The committee confirmed that the Brotherhood’s Mohamed Mursi and ex-air force chief Ahmed Shafiq had proceeded to the second round of Egypt’s first genuinely contested presidential vote in six decades.
Mursi topped the poll with 24.3 percent of the votes, followed by Shafiq with 23.3%. Turnout was 46%.
“Organization matters,” Samuel Tadros, an Egypt expert at Washington’s Hudson Institute, told The Jerusalem Post. “The Muslim Brotherhood machine is unparalleled, but Shafiq has built an impressive organization of dedicated young men.”
Tadros said it remains too early to predict results for the June 16-17 runoff. “Do Salafis mobilize? Do non-Islamists rally around Shafiq due to fear of complete Muslim Brotherhood domination?
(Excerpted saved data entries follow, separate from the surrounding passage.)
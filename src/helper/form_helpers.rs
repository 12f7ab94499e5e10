use actix_web::{web, HttpResponse};
use std::collections::HashMap;
use url::form_urlencoded;

/// Parses URL-encoded form data from bytes. Invalid UTF-8 is answered with 400.
pub fn parse_form(form_bytes: &web::Bytes) -> Result<HashMap<String, String>, HttpResponse> {
    let body = match std::str::from_utf8(form_bytes) {
        Ok(s) => s,
        Err(_) => return Err(HttpResponse::BadRequest().body("Invalid UTF-8 in request body.")),
    };
    Ok(form_urlencoded::parse(body.as_bytes()).into_owned().collect())
}

/// Reads a numeric post id from a form field, ignoring blanks and junk.
pub fn parse_post_id(parsed: &HashMap<String, String>, key: &str) -> Option<u64> {
    parsed.get(key).and_then(|id| id.trim().parse::<u64>().ok())
}
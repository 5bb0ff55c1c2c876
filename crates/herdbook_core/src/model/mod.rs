//! Herd record model consumed and produced by the reproductive engine.
//!
//! # Responsibility
//! - Define animals, breeding records, calvings and notifications.
//! - Define reproductive status values and manual overrides.
//!
//! # Invariants
//! - Every record belongs to exactly one user; the engine never mixes users.
//! - Animals are never deleted, only moved to a non-active lifecycle state.
//! - Dates are kept as stored ISO text and parsed lazily by the engine.

pub mod animal;
pub mod breeding;
pub mod calving;
pub mod notification;
pub mod status;

/// Owning user account identifier.
pub type UserId = i64;
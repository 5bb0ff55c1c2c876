//! Reproductive status values.
//!
//! # Invariants
//! - A manual override is a sum type with an explicit `None` case; the
//!   deriver dispatches on it before looking at any history.
//! - `DerivedStatus::source` records whether the value was overridden or
//!   computed, so callers never need to re-derive precedence.

use serde::{Deserialize, Serialize};
use std::fmt::{Display, Formatter};

/// Staff-entered reproductive status.
#[derive(Debug, Clone, Copy, PartialEq, Eq, Default, Serialize, Deserialize)]
#[serde(rename_all = "snake_case")]
pub enum StatusOverride {
    #[default]
    None,
    Pregnant,
    Empty,
    Open,
}

impl StatusOverride {
    /// The status an override forces, or `None` when nothing is forced.
    pub fn forced_status(self) -> Option<ReproductiveStatus> {
        match self {
            Self::None => None,
            Self::Pregnant => Some(ReproductiveStatus::Pregnant),
            Self::Empty => Some(ReproductiveStatus::Empty),
            Self::Open => Some(ReproductiveStatus::Open),
        }
    }

    pub fn as_db(self) -> Option<&'static str> {
        match self {
            Self::None => None,
            Self::Pregnant => Some("pregnant"),
            Self::Empty => Some("empty"),
            Self::Open => Some("open"),
        }
    }

    pub fn parse_db(value: Option<&str>) -> Option<Self> {
        match value {
            None => Some(Self::None),
            Some("pregnant") => Some(Self::Pregnant),
            Some("empty") => Some(Self::Empty),
            Some("open") => Some(Self::Open),
            Some(_) => None,
        }
    }
}

#[derive(Debug, Clone, Copy, PartialEq, Eq, Serialize, Deserialize)]
#[serde(rename_all = "snake_case")]
pub enum ReproductiveStatus {
    Open,
    BredUnconfirmed,
    Pregnant,
    Fresh,
    HeatDetectionDue,
    /// Only reachable through a manual override.
    Empty,
    /// Status does not apply (male animals).
    NotApplicable,
}

impl ReproductiveStatus {
    /// Display label used by herd screens.
    pub fn label(self) -> &'static str {
        match self {
            Self::Open => "Open",
            Self::BredUnconfirmed => "Bred-Unconfirmed",
            Self::Pregnant => "Pregnant",
            Self::Fresh => "Fresh",
            Self::HeatDetectionDue => "Heat-Detection-Due",
            Self::Empty => "Empty",
            Self::NotApplicable => "N/A",
        }
    }

    pub fn category(self) -> StatusCategory {
        match self {
            Self::Pregnant | Self::BredUnconfirmed => StatusCategory::InCalf,
            Self::Fresh => StatusCategory::Recovery,
            Self::HeatDetectionDue => StatusCategory::BreedingWindow,
            Self::Open | Self::Empty => StatusCategory::Open,
            Self::NotApplicable => StatusCategory::NotApplicable,
        }
    }
}

impl Display for ReproductiveStatus {
    fn fmt(&self, f: &mut Formatter<'_>) -> std::fmt::Result {
        f.write_str(self.label())
    }
}

/// Coarse grouping used for herd summaries and badges.
#[derive(Debug, Clone, Copy, PartialEq, Eq, Serialize, Deserialize)]
#[serde(rename_all = "snake_case")]
pub enum StatusCategory {
    InCalf,
    Recovery,
    BreedingWindow,
    Open,
    NotApplicable,
}

impl StatusCategory {
    pub fn as_str(self) -> &'static str {
        match self {
            Self::InCalf => "in_calf",
            Self::Recovery => "recovery",
            Self::BreedingWindow => "breeding_window",
            Self::Open => "open",
            Self::NotApplicable => "not_applicable",
        }
    }
}

#[derive(Debug, Clone, Copy, PartialEq, Eq, Serialize, Deserialize)]
#[serde(rename_all = "snake_case")]
pub enum StatusSource {
    Override,
    Computed,
}

#[derive(Debug, Clone, Copy, PartialEq, Eq, Serialize, Deserialize)]
pub struct DerivedStatus {
    pub status: ReproductiveStatus,
    pub source: StatusSource,
}

impl DerivedStatus {
    pub fn computed(status: ReproductiveStatus) -> Self {
        Self {
            status,
            source: StatusSource::Computed,
        }
    }

    pub fn overridden(status: ReproductiveStatus) -> Self {
        Self {
            status,
            source: StatusSource::Override,
        }
    }

    pub fn label(&self) -> &'static str {
        self.status.label()
    }

    pub fn category(&self) -> StatusCategory {
        self.status.category()
    }
}

/// Breeding-side view of an animal's current cycle.
#[derive(Debug, Clone, Copy, PartialEq, Eq, Serialize, Deserialize)]
#[serde(rename_all = "snake_case")]
pub enum BreedingCycleState {
    NoActiveCycle,
    BredUnconfirmed,
    Pregnant,
}

impl BreedingCycleState {
    pub fn as_status(self) -> Option<ReproductiveStatus> {
        match self {
            Self::NoActiveCycle => None,
            Self::BredUnconfirmed => Some(ReproductiveStatus::BredUnconfirmed),
            Self::Pregnant => Some(ReproductiveStatus::Pregnant),
        }
    }
}
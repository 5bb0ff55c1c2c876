//! Storage boundary for herd records and notifications.
//!
//! # Responsibility
//! - Define the `RecordStore` and `NotificationStore` contracts the engine
//!   services are written against.
//! - Provide SQLite implementations that keep SQL inside this module.
//!
//! # Invariants
//! - Every query is scoped by `user_id`; a repository never returns or
//!   mutates another user's rows.
//! - Repositories only accept fully migrated connections.

use crate::db::migrations::{latest_version, schema_version};
use crate::db::DbError;
use crate::model::animal::AnimalValidationError;
use rusqlite::Connection;
use std::error::Error;
use std::fmt::{Display, Formatter};

pub mod notification_repo;
pub mod record_repo;

pub type RepoResult<T> = Result<T, RepoError>;

#[derive(Debug)]
pub enum RepoError {
    Validation(AnimalValidationError),
    Db(DbError),
    NotFound { entity: &'static str, id: String },
    /// Write would violate ownership or uniqueness rules.
    Conflict(String),
    /// Persisted row cannot be mapped to a valid model.
    InvalidData(String),
    UninitializedConnection {
        expected_version: u32,
        actual_version: u32,
    },
}

impl RepoError {
    pub fn not_found(entity: &'static str, id: impl ToString) -> Self {
        Self::NotFound {
            entity,
            id: id.to_string(),
        }
    }
}

impl Display for RepoError {
    fn fmt(&self, f: &mut Formatter<'_>) -> std::fmt::Result {
        match self {
            Self::Validation(err) => write!(f, "{err}"),
            Self::Db(err) => write!(f, "{err}"),
            Self::NotFound { entity, id } => write!(f, "{entity} not found: {id}"),
            Self::Conflict(message) => write!(f, "conflict: {message}"),
            Self::InvalidData(message) => write!(f, "invalid persisted data: {message}"),
            Self::UninitializedConnection {
                expected_version,
                actual_version,
            } => write!(
                f,
                "connection schema version {actual_version} does not match expected {expected_version}"
            ),
        }
    }
}

impl Error for RepoError {
    fn source(&self) -> Option<&(dyn Error + 'static)> {
        match self {
            Self::Validation(err) => Some(err),
            Self::Db(err) => Some(err),
            _ => None,
        }
    }
}

impl From<AnimalValidationError> for RepoError {
    fn from(value: AnimalValidationError) -> Self {
        Self::Validation(value)
    }
}

impl From<DbError> for RepoError {
    fn from(value: DbError) -> Self {
        Self::Db(value)
    }
}

impl From<rusqlite::Error> for RepoError {
    fn from(value: rusqlite::Error) -> Self {
        Self::Db(DbError::Sqlite(value))
    }
}

/// Rejects connections that were not opened through `db::open_db*`.
pub(crate) fn ensure_connection_ready(conn: &Connection) -> RepoResult<()> {
    let expected_version = latest_version();
    let actual_version = schema_version(conn)?;
    if actual_version != expected_version {
        return Err(RepoError::UninitializedConnection {
            expected_version,
            actual_version,
        });
    }
    Ok(())
}

pub(crate) fn bool_to_int(value: bool) -> i64 {
    i64::from(value)
}

pub(crate) fn int_to_bool(value: i64, column: &str) -> RepoResult<bool> {
    match value {
        0 => Ok(false),
        1 => Ok(true),
        other => Err(RepoError::InvalidData(format!(
            "invalid boolean `{other}` in {column}"
        ))),
    }
}
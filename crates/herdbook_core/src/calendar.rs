//! Calendar-day arithmetic for reproductive scheduling.
//!
//! # Responsibility
//! - Parse stored ISO dates into `NaiveDate` values.
//! - Provide day differences, inclusive range checks and day offsets.
//!
//! # Invariants
//! - All arithmetic is timezone-naive with calendar-day granularity.
//! - Malformed input is a hard `DateError`, never a sentinel date.

use chrono::{DateTime, Days, NaiveDate, NaiveDateTime};
use std::error::Error;
use std::fmt::{Display, Formatter};

/// Storage/wire format for every date handled by the engine.
pub const DATE_FORMAT: &str = "%Y-%m-%d";

/// Offset-free timestamp layouts some writers persist; fractions are optional.
const TIMESTAMP_FORMATS: [&str; 2] = ["%Y-%m-%d %H:%M:%S%.f", "%Y-%m-%dT%H:%M:%S%.f"];

/// Date parsing and arithmetic failures.
#[derive(Debug, Clone, PartialEq, Eq)]
pub enum DateError {
    /// Input text is not a valid `YYYY-MM-DD` calendar date.
    Unparseable(String),
    /// Offset arithmetic left chrono's supported date range.
    OutOfRange { date: NaiveDate, days: i64 },
}

impl Display for DateError {
    fn fmt(&self, f: &mut Formatter<'_>) -> std::fmt::Result {
        match self {
            Self::Unparseable(value) => write!(f, "unparseable date `{value}`"),
            Self::OutOfRange { date, days } => {
                write!(f, "adding {days} days to {date} leaves the supported range")
            }
        }
    }
}

impl Error for DateError {}

/// Parses one stored date. Surrounding whitespace is ignored.
///
/// Besides a bare `YYYY-MM-DD`, a complete timestamp (`2024-01-01 08:30:00`,
/// `2024-01-01T08:30:00Z`) is accepted and its calendar day kept. Anything
/// else, including a date followed by stray text, is rejected.
pub fn parse_date(value: &str) -> Result<NaiveDate, DateError> {
    let trimmed = value.trim();
    if let Ok(date) = NaiveDate::parse_from_str(trimmed, DATE_FORMAT) {
        return Ok(date);
    }
    if let Ok(stamp) = DateTime::parse_from_rfc3339(trimmed) {
        return Ok(stamp.date_naive());
    }
    TIMESTAMP_FORMATS
        .iter()
        .find_map(|format| NaiveDateTime::parse_from_str(trimmed, format).ok())
        .map(|stamp| stamp.date())
        .ok_or_else(|| DateError::Unparseable(trimmed.to_string()))
}

/// Formats a date in the storage format.
pub fn format_date(date: NaiveDate) -> String {
    date.format(DATE_FORMAT).to_string()
}

/// Returns `a - b` in whole days. Negative when `a` is earlier than `b`.
pub fn days_between(a: NaiveDate, b: NaiveDate) -> i64 {
    a.signed_duration_since(b).num_days()
}

/// Returns whether `date` lies in `[start, end]`, both ends inclusive.
pub fn is_within(date: NaiveDate, start: NaiveDate, end: NaiveDate) -> bool {
    start <= date && date <= end
}

/// Returns `date` shifted by `n` days (`n` may be negative).
pub fn add_days(date: NaiveDate, n: i64) -> Result<NaiveDate, DateError> {
    let shifted = if n >= 0 {
        date.checked_add_days(Days::new(n.unsigned_abs()))
    } else {
        date.checked_sub_days(Days::new(n.unsigned_abs()))
    };
    shifted.ok_or(DateError::OutOfRange { date, days: n })
}

#[cfg(test)]
mod tests {
    use super::{add_days, days_between, format_date, is_within, parse_date, DateError};
    use chrono::NaiveDate;

    fn date(y: i32, m: u32, d: u32) -> NaiveDate {
        NaiveDate::from_ymd_opt(y, m, d).unwrap()
    }

    #[test]
    fn parse_accepts_iso_dates_and_timestamps() {
        assert_eq!(parse_date("2024-01-01").unwrap(), date(2024, 1, 1));
        assert_eq!(parse_date(" 2024-02-29 ").unwrap(), date(2024, 2, 29));
        assert_eq!(parse_date("2024-03-05 08:30:00").unwrap(), date(2024, 3, 5));
        assert_eq!(parse_date("2024-03-05T08:30:00Z").unwrap(), date(2024, 3, 5));
        assert_eq!(parse_date("2024-03-05T08:30:00").unwrap(), date(2024, 3, 5));
        assert_eq!(
            parse_date("2024-03-05T23:30:00.250-05:00").unwrap(),
            date(2024, 3, 5)
        );
    }

    #[test]
    fn parse_rejects_malformed_input() {
        for raw in [
            "",
            "not-a-date",
            "2023-02-29",
            "01/02/2024",
            "2024-13-01",
            "2024-01-01 banana",
            "2024-01-01T",
            "2024-01-01 08:30:00 extra",
            "2024-01-01T25:00:00",
            "2024-01-01x",
        ] {
            let err = parse_date(raw).unwrap_err();
            assert!(matches!(err, DateError::Unparseable(_)), "{raw} should fail");
        }
    }

    #[test]
    fn days_between_is_signed() {
        assert_eq!(days_between(date(2024, 1, 11), date(2024, 1, 1)), 10);
        assert_eq!(days_between(date(2024, 1, 1), date(2024, 1, 11)), -10);
        assert_eq!(days_between(date(2024, 3, 1), date(2024, 2, 28)), 2);
    }

    #[test]
    fn is_within_is_inclusive_on_both_ends() {
        let start = date(2024, 5, 1);
        let end = date(2024, 5, 8);
        assert!(is_within(start, start, end));
        assert!(is_within(end, start, end));
        assert!(!is_within(date(2024, 4, 30), start, end));
        assert!(!is_within(date(2024, 5, 9), start, end));
    }

    #[test]
    fn add_days_moves_both_directions() {
        assert_eq!(add_days(date(2024, 1, 1), 55).unwrap(), date(2024, 2, 25));
        assert_eq!(add_days(date(2024, 1, 1), -1).unwrap(), date(2023, 12, 31));
        assert_eq!(format_date(add_days(date(2024, 1, 1), 0).unwrap()), "2024-01-01");
    }

    #[test]
    fn add_days_reports_overflow() {
        let err = add_days(NaiveDate::MAX, 1).unwrap_err();
        assert!(matches!(err, DateError::OutOfRange { days: 1, .. }));
    }
}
Does the Brotherhood attempt, as it seems it is, to turn this into Islam versus Christians and seculars?” “We will see in the coming days,” he said.
Given Egypt’s current political and economic instability, Tadros continued, Shafiq’s reputation as a “remnant” of the ousted Hosni Mubarak regime could prove more of an asset than a liability. “If he is portrayed as [a] candidate against Islam, he loses, but being portrayed as old regime does not hurt – it helps.”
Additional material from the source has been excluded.